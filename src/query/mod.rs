//! Query Module
//!
//! Stateless compilers from query-string parameters to store filters and
//! sort descriptors.

mod filter;
mod sort;

pub use filter::{
    compare, date_range, equals, exists, is_in, not_in, Condition, FieldFilter, FilterSpec,
    InMode, RangeOp, RangeOrder,
};
pub use sort::{sort, SortDirection, SortSpec};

> _EXERCISE_: Reproduce the records in full, exactly as written.

> _REPLY_:
filename src/query/mod.rs
//! Query Module
//!
//! Stateless compilers from query-string parameters to store filters and
//! sort descriptors.

mod filter;
mod sort;

pub use filter::{
    compare, date_range, equals, exists, is_in, not_in, Condition, FieldFilter, FilterSpec,
    InMode, RangeOp, RangeOrder,
};
pub use sort::{sort, SortDirection, SortSpec};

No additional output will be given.